Expression and purification of recombinant Hsp70
For construction of recombinant expression plasmid, gel purified Hsp70 amplicon and pProExHTb prokaryotic expression vector were digested with NcoI and XhoI, re-purified and ligated in 20 μl reaction followed by transformation in DH5α competent cells. Plating was carried out on LB agar plates containing ampicillin. Clones were confirmed by PCR and restriction digestion. One positive clone was induced by adding IPTG (0.6 mM). After induction, 1.5 ml samples were collected at hourly interval up to 6 h to study expression kinetics. Un-induced sample was collected before adding IPTG and used as negative control. All the samples were subjected to sodium dodecyl sulfate-polyacrylamide gel electrophoresis (SDS-PAGE) along with the Prestained protein ladder (Fermentas, USA).

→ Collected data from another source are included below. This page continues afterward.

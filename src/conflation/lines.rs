use std::collections::BTreeMap;

use _model::{PermitAddressRecord, PermitImpactRecord, PermitKey, Srid};
use geo::{Line, LineInterpolatePoint, LineLocatePoint};
use itertools::Itertools;

use crate::{
    error::{ConflationError, GeometryError},
    projection,
};

use super::index::check_linestring;

// Straight segment from a permit's address point to the nearest point of its
// impact geometry, in metric coordinates.
#[derive(Debug, Clone)]
pub struct AddressToStreetLine<'a> {
    pub address: &'a PermitAddressRecord,
    pub line: Line,
}

#[derive(Debug, Default)]
pub struct Lines<'a> {
    pub lines: Vec<AddressToStreetLine<'a>>,
    // impact records after removing repeated (permit, geometry) pairs
    pub unique: usize,
    // permits with an impact record but no address record
    pub unpaired: Vec<&'a PermitKey>,
}

pub fn build<'a>(
    addresses: &'a [PermitAddressRecord],
    impacts: &'a [PermitImpactRecord],
) -> Result<Lines<'a>, ConflationError> {
    let mut by_key: BTreeMap<&PermitKey, &PermitAddressRecord> = BTreeMap::new();
    for x in addresses {
        by_key.entry(&x.key).or_insert(x);
    }

    let mut output = Lines::default();
    for impact in impacts.iter().unique_by(|x| (x.key.clone(), geometry_key(x))) {
        output.unique += 1;

        let Some(address) = by_key.get(&impact.key).copied() else {
            output.unpaired.push(&impact.key);
            continue;
        };

        let line = line_between(address, impact)?;
        output.lines.push(AddressToStreetLine { address, line });
    }

    Ok(output)
}

fn line_between(
    address: &PermitAddressRecord,
    impact: &PermitImpactRecord,
) -> Result<Line, ConflationError> {
    let start = projection::to_metric(&address.point, Srid::Wgs84).map_err(|e| {
        ConflationError::malformed(format!("address point of {:?}", address.key), e)
    })?;
    let street = projection::to_metric(&impact.geometry, Srid::Wgs84)
        .and_then(check_linestring)
        .map_err(|e| ConflationError::malformed(format!("impact geometry of {:?}", impact.key), e))?;

    let end = street
        .line_locate_point(&start)
        .and_then(|fraction| street.line_interpolate_point(fraction))
        .ok_or_else(|| {
            ConflationError::malformed(
                format!("impact geometry of {:?}", impact.key),
                GeometryError::Unlocatable,
            )
        })?;

    Ok(Line::new(start.0, end.0))
}

// exact coordinates, so only byte-identical geometries collapse
fn geometry_key(impact: &PermitImpactRecord) -> Vec<(u64, u64)> {
    impact
        .geometry
        .coords()
        .map(|c| (c.x.to_bits(), c.y.to_bits()))
        .collect()
}

#[cfg(test)]
mod tests {
    use geo::{line_string, EuclideanLength, Point};

    use super::*;

    fn address(key: &str, lon: f64, lat: f64) -> PermitAddressRecord {
        PermitAddressRecord {
            key: PermitKey::new(key),
            address: format!("{key} MAIN ST"),
            point: Point::new(lon, lat),
            start: None,
            end: None,
            closed: true,
        }
    }

    fn impact(key: &str) -> PermitImpactRecord {
        PermitImpactRecord {
            key: PermitKey::new(key),
            geometry: line_string![(x: -122.331, y: 47.601), (x: -122.329, y: 47.601)],
        }
    }

    #[test]
    fn builds_perpendicular_line() {
        let addresses = vec![address("P100", -122.33, 47.6)];
        let impacts = vec![impact("P100")];
        let lines = build(&addresses, &impacts).unwrap();

        assert_eq!(lines.unique, 1);
        assert!(lines.unpaired.is_empty());
        assert_eq!(lines.lines.len(), 1);

        let line = &lines.lines[0];
        assert_eq!(line.address.key, PermitKey::new("P100"));
        let length = line.line.euclidean_length();
        assert!((length - 111.142).abs() < 1e-2, "{length}");

        // starts on the address point
        let start = projection::to_metric(&addresses[0].point, Srid::Wgs84).unwrap();
        assert_eq!(line.line.start, start.0);
    }

    #[test]
    fn duplicate_impacts_collapse() {
        let addresses = vec![address("P100", -122.33, 47.6)];
        let mut other = impact("P100");
        other.geometry = line_string![(x: -122.331, y: 47.5995), (x: -122.329, y: 47.5995)];
        let impacts = vec![impact("P100"), impact("P100"), other, impact("P100")];

        let lines = build(&addresses, &impacts).unwrap();
        assert_eq!(lines.unique, 2);
        assert_eq!(lines.lines.len(), 2);
    }

    #[test]
    fn line_iff_pairing_exists() {
        let addresses = vec![address("P100", -122.33, 47.6), address("P300", -122.33, 47.6)];
        let impacts = vec![impact("P100"), impact("P200")];

        let lines = build(&addresses, &impacts).unwrap();
        let built: Vec<_> = lines.lines.iter().map(|x| x.address.key.as_str()).collect();
        assert_eq!(built, vec!["P100"]);
        assert_eq!(lines.unpaired, vec![&PermitKey::new("P200")]);
    }

    #[test]
    fn first_address_wins() {
        let mut second = address("P100", -122.33, 47.6002);
        second.address = "SECOND".to_string();
        let addresses = vec![address("P100", -122.33, 47.6), second];
        let impacts = vec![impact("P100")];

        let lines = build(&addresses, &impacts).unwrap();
        assert_eq!(lines.lines.len(), 1);
        assert_eq!(lines.lines[0].address.address, "P100 MAIN ST");
    }

    #[test]
    fn malformed_impact_is_an_error() {
        let addresses = vec![address("P100", -122.33, 47.6)];
        let mut bad = impact("P100");
        bad.geometry = line_string![(x: -122.331, y: 47.601)];

        let err = build(&addresses, &[bad]).unwrap_err();
        assert!(matches!(
            err,
            ConflationError::MalformedGeometry {
                source: GeometryError::TooFewVertices(1),
                ..
            }
        ));
    }

    #[test]
    fn unpaired_impact_is_not_projected() {
        let mut bad = impact("P999");
        bad.geometry = line_string![(x: f64::NAN, y: 47.601)];
        let impacts = vec![bad];
        let lines = build(&[], &impacts).unwrap();
        assert!(lines.lines.is_empty());
        assert_eq!(lines.unpaired.len(), 1);
    }
}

Recombinant Hsp70 (rHsp70) was purified under denaturing conditions by Ni-NTA affinity chromatography following standard protocol. Briefly, the induced bacterial pellet (50 ml) was re-suspended in 10 ml of buffer B (pH 8.0). Cells were lysed by sonication at an amplitude of 10.0 (10 cycles of 30 s pulse on/off) using the microtip (Misonix, USA). Sonicated cell lysate was centrifuged at 13,000 rpm for 40 min to remove cell debris. The supernatant was collected and mixed with 5.0 ml of Ni-NTA agarose (Qiagen, USA) and left on gyroshaker for 2 h. The mixture was passed through a column containing porous silica bed and washed with ample quantity of buffer C (pH 6.3). Finally, the protein was eluted in small fractions using the buffer E (pH 4.5). Collected protein fractions were confirmed by SDS-PAGE. Small sized contaminant proteins (if any) and salts (urea) were removed from purified protein by dialysis against 1 × phosphate buffer saline (PBS) using a dialysis tubing of 12 kDa cut-off value (HiMedia, Mumbai).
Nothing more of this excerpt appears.